BEGIN

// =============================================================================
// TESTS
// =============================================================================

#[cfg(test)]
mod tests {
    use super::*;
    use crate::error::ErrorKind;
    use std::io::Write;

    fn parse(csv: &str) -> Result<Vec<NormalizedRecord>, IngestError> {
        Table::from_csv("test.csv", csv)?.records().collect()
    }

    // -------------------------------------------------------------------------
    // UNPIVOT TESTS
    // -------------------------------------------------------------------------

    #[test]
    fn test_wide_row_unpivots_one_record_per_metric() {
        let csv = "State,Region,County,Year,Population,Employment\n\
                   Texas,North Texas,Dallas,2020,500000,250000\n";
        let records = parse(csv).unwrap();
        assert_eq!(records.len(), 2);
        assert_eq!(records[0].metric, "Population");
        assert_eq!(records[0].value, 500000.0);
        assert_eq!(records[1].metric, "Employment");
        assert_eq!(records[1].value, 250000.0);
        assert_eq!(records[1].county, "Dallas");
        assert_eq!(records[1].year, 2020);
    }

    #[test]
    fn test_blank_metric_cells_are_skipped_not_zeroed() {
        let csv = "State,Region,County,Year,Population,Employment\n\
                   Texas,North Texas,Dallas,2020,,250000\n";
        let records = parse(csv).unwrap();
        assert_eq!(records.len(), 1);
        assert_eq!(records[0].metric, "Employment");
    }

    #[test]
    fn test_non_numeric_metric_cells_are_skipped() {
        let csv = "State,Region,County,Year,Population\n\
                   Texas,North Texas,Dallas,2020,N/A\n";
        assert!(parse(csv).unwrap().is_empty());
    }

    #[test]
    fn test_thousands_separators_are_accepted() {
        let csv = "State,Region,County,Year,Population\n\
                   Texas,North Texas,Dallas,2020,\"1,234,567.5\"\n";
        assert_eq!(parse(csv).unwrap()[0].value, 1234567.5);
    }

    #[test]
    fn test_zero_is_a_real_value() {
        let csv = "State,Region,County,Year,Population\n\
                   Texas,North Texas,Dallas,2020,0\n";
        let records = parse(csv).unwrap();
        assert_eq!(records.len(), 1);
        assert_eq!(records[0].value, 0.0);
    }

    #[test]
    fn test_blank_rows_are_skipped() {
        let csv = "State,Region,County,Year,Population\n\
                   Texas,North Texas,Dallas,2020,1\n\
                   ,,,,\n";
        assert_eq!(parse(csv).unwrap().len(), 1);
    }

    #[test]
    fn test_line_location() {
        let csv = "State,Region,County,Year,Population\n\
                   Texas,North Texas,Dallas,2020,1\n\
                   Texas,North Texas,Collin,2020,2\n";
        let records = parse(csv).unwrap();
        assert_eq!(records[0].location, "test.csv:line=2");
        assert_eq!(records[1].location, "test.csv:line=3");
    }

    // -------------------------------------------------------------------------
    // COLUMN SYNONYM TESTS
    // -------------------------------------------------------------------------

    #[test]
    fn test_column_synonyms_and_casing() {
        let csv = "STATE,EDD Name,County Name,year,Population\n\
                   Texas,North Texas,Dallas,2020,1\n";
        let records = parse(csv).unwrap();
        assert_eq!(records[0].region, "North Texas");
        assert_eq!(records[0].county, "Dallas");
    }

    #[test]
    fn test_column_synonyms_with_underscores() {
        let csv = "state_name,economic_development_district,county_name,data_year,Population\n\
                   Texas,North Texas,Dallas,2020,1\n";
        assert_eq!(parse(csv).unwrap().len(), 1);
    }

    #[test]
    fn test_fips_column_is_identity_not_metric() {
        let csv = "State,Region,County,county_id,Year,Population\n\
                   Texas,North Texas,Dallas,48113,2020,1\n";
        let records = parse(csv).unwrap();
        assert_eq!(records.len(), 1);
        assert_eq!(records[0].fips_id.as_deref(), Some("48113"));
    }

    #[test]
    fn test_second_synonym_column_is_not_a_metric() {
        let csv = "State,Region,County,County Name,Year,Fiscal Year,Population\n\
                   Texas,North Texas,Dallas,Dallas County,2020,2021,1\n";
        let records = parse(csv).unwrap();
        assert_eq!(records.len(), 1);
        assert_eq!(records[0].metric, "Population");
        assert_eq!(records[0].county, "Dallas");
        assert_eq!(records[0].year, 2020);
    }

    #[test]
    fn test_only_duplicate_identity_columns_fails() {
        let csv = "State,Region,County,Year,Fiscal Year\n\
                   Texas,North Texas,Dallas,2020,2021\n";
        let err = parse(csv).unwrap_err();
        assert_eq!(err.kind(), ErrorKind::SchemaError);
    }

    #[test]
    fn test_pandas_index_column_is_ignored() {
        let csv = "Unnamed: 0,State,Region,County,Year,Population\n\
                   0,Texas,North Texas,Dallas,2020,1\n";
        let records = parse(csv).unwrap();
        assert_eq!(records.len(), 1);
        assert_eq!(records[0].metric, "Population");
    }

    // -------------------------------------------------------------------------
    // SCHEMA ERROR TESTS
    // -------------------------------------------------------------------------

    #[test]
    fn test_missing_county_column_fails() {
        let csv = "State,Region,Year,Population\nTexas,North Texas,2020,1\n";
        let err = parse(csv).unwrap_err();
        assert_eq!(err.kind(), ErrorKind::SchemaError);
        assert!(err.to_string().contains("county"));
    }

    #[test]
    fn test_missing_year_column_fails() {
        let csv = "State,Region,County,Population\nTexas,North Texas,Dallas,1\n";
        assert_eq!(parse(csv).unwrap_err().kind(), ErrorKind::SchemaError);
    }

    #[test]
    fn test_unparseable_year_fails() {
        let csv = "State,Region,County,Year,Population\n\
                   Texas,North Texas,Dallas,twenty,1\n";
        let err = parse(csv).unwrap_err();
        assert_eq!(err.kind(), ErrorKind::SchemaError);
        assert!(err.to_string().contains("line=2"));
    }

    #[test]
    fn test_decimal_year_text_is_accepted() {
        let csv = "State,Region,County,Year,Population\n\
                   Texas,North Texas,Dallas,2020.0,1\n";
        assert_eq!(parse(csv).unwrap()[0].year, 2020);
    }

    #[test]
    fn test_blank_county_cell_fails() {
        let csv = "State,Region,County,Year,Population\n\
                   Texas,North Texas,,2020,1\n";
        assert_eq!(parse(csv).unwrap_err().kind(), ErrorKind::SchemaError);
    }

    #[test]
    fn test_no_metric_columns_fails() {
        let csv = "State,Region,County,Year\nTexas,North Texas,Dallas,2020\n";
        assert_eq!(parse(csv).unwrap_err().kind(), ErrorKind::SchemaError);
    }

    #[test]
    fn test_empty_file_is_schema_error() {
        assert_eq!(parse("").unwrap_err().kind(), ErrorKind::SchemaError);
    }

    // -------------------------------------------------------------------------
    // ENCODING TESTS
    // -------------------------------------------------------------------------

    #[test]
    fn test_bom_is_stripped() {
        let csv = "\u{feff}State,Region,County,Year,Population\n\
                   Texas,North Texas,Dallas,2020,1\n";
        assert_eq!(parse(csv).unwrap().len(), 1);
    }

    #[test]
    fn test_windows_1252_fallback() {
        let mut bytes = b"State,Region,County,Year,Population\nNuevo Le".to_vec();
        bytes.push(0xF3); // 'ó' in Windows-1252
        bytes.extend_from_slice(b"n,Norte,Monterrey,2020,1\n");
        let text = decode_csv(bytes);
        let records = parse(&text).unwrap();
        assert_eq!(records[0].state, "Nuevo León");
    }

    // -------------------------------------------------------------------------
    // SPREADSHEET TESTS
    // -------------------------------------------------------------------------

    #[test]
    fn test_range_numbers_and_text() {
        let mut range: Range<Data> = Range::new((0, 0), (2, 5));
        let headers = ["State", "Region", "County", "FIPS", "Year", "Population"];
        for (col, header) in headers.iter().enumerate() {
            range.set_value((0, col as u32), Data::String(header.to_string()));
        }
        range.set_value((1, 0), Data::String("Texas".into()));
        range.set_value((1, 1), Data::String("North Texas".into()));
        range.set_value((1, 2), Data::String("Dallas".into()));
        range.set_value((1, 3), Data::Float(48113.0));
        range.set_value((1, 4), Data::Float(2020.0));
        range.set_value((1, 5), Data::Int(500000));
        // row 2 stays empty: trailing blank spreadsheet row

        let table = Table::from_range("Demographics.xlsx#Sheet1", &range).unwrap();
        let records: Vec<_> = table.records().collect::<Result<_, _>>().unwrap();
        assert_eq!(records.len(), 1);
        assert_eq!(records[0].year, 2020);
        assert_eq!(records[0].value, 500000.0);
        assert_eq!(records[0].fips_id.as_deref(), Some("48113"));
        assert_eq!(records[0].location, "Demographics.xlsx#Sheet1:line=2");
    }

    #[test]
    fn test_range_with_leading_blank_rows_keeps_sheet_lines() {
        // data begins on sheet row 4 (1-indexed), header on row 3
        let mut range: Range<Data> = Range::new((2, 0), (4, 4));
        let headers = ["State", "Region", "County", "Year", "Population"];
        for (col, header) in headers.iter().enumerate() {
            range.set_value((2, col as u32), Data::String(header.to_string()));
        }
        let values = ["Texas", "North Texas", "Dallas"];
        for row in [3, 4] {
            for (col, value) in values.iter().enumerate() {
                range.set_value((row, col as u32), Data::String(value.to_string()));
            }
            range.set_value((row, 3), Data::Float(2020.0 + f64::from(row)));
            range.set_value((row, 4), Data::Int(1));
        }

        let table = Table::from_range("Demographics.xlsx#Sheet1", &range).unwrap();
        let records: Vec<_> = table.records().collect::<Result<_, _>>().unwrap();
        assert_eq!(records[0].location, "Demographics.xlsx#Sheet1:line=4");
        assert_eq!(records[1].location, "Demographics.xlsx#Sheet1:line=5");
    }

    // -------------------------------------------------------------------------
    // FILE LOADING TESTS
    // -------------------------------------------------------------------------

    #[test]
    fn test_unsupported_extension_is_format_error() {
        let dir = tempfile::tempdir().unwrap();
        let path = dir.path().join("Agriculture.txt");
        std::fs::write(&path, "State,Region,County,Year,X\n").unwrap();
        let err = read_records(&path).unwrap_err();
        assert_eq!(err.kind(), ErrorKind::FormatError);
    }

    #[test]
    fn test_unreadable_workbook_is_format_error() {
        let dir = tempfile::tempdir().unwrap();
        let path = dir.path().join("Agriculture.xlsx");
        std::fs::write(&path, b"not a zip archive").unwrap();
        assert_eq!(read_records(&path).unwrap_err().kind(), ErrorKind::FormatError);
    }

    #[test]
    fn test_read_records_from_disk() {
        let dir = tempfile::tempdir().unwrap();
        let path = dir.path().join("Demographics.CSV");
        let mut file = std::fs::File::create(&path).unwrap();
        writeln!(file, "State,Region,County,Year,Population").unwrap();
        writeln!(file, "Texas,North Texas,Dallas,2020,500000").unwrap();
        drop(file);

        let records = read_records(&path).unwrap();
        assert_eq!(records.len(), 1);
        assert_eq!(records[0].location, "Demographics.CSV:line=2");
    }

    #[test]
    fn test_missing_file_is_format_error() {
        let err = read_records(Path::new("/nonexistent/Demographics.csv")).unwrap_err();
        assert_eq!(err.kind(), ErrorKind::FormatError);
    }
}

END

» What to do
Starting at the top of the listing above, repeat every line exactly until the line that contains "use crate::error::ErrorKind;" has been repeated too.

» Solution to the exercise
// =============================================================================
// TESTS
// =============================================================================

#[cfg(test)]
mod tests {
    use super::*;
    use crate::error::ErrorKind;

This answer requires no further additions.